Among the records that follow, set down only the lines from the one containing "pub fn attach(&self, identity: Identity)" to the one containing "handle: &ChannelHandle, event: OutboundEvent)", both included, exactly.

*SOURCE DATA:*
○ ○ ○

//! Connection registry: which identity is reachable on which channel.
//!
//! Each live channel owns a bounded outbound queue drained by a dedicated
//! egress loop at the network edge, which linearises per-channel ordering.
//! Delivery is best-effort fire-and-forget; a full queue means the peer has
//! stopped draining, and the channel is closed rather than buffered without
//! bound. At most one live channel per identity; reconnection replaces the
//! prior handle (last wins).

use dashmap::DashMap;
use tokio::sync::mpsc;
use tracing::{debug, warn};

use crate::auth::Role;
use crate::ids::{ChannelId, UserId};
use crate::protocol::OutboundEvent;

/// Authenticated identity bound to a channel.
#[derive(Debug, Clone, Copy, PartialEq, Eq)]
pub struct Identity {
    pub user_id: UserId,
    pub role: Role,
}

/// Cheap handle to one live channel's outbound queue.
#[derive(Debug, Clone)]
pub struct ChannelHandle {
    pub channel_id: ChannelId,
    sender: mpsc::Sender<OutboundEvent>,
}

impl ChannelHandle {
    pub fn channel_id(&self) -> ChannelId {
        self.channel_id
    }
}

/// Tracks live channels per identity.
pub struct ConnectionRegistry {
    by_user: DashMap<UserId, ChannelHandle>,
    queue_capacity: usize,
}

impl ConnectionRegistry {
    pub fn new(queue_capacity: usize) -> Self {
        Self {
            by_user: DashMap::new(),
            queue_capacity,
        }
    }

    /// Register a freshly authenticated channel. Returns the handle plus the
    /// receiver the egress loop drains. Any prior handle for the same
    /// identity is dropped, which ends its egress loop and closes the old
    /// socket.
    pub fn attach(&self, identity: Identity) -> (ChannelHandle, mpsc::Receiver<OutboundEvent>) {
        let (sender, receiver) = mpsc::channel(self.queue_capacity);
        let handle = ChannelHandle {
            channel_id: ChannelId::new(),
            sender,
        };
        if let Some(prior) = self.by_user.insert(identity.user_id, handle.clone()) {
            debug!(
                user_id = %identity.user_id,
                old_channel = %prior.channel_id,
                new_channel = %handle.channel_id,
                "replacing prior channel"
            );
        }
        (handle, receiver)
    }

    /// Drop the registration, but only if this channel is still current.
    /// A reconnect may already have replaced it; the newer handle stays.
    pub fn detach(&self, user_id: UserId, channel_id: ChannelId) {
        self.by_user
            .remove_if(&user_id, |_, handle| handle.channel_id == channel_id);
    }

    /// Current handle for an identity, or `None` when unreachable.
    pub fn handle_for(&self, user_id: UserId) -> Option<ChannelHandle> {
        self.by_user.get(&user_id).map(|h| h.clone())
    }

    /// Best-effort delivery on a specific handle. A full queue closes the
    /// channel: the peer is treated as disconnected, position data survives.
    pub fn emit(&self, user_id: UserId, handle: &ChannelHandle, event: OutboundEvent) {
        match handle.sender.try_send(event) {
            Ok(()) => {}
            Err(mpsc::error::TrySendError::Full(_)) => {
                warn!(
                    user_id = %user_id,
                    channel = %handle.channel_id,
                    "egress queue full, closing channel"
                );
                self.detach(user_id, handle.channel_id);
            }
            Err(mpsc::error::TrySendError::Closed(_)) => {
                self.detach(user_id, handle.channel_id);
            }
        }
    }

    /// Best-effort delivery to whatever channel the identity currently has.
    /// Returns false when the identity is unreachable.
    pub fn emit_to_user(&self, user_id: UserId, event: OutboundEvent) -> bool {
        match self.handle_for(user_id) {
            Some(handle) => {
                self.emit(user_id, &handle, event);
                true
            }
            None => false,
        }
    }

    pub fn connected_count(&self) -> usize {
        self.by_user.len()
    }
}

○ ○ ○

*RESULT OF THE TASK:*
    pub fn attach(&self, identity: Identity) -> (ChannelHandle, mpsc::Receiver<OutboundEvent>) {
        let (sender, receiver) = mpsc::channel(self.queue_capacity);
        let handle = ChannelHandle {
            channel_id: ChannelId::new(),
            sender,
        };
        if let Some(prior) = self.by_user.insert(identity.user_id, handle.clone()) {
            debug!(
                user_id = %identity.user_id,
                old_channel = %prior.channel_id,
                new_channel = %handle.channel_id,
                "replacing prior channel"
            );
        }
        (handle, receiver)
    }

    /// Drop the registration, but only if this channel is still current.
    /// A reconnect may already have replaced it; the newer handle stays.
    pub fn detach(&self, user_id: UserId, channel_id: ChannelId) {
        self.by_user
            .remove_if(&user_id, |_, handle| handle.channel_id == channel_id);
    }

    /// Current handle for an identity, or `None` when unreachable.
    pub fn handle_for(&self, user_id: UserId) -> Option<ChannelHandle> {
        self.by_user.get(&user_id).map(|h| h.clone())
    }

    /// Best-effort delivery on a specific handle. A full queue closes the
    /// channel: the peer is treated as disconnected, position data survives.
    pub fn emit(&self, user_id: UserId, handle: &ChannelHandle, event: OutboundEvent) {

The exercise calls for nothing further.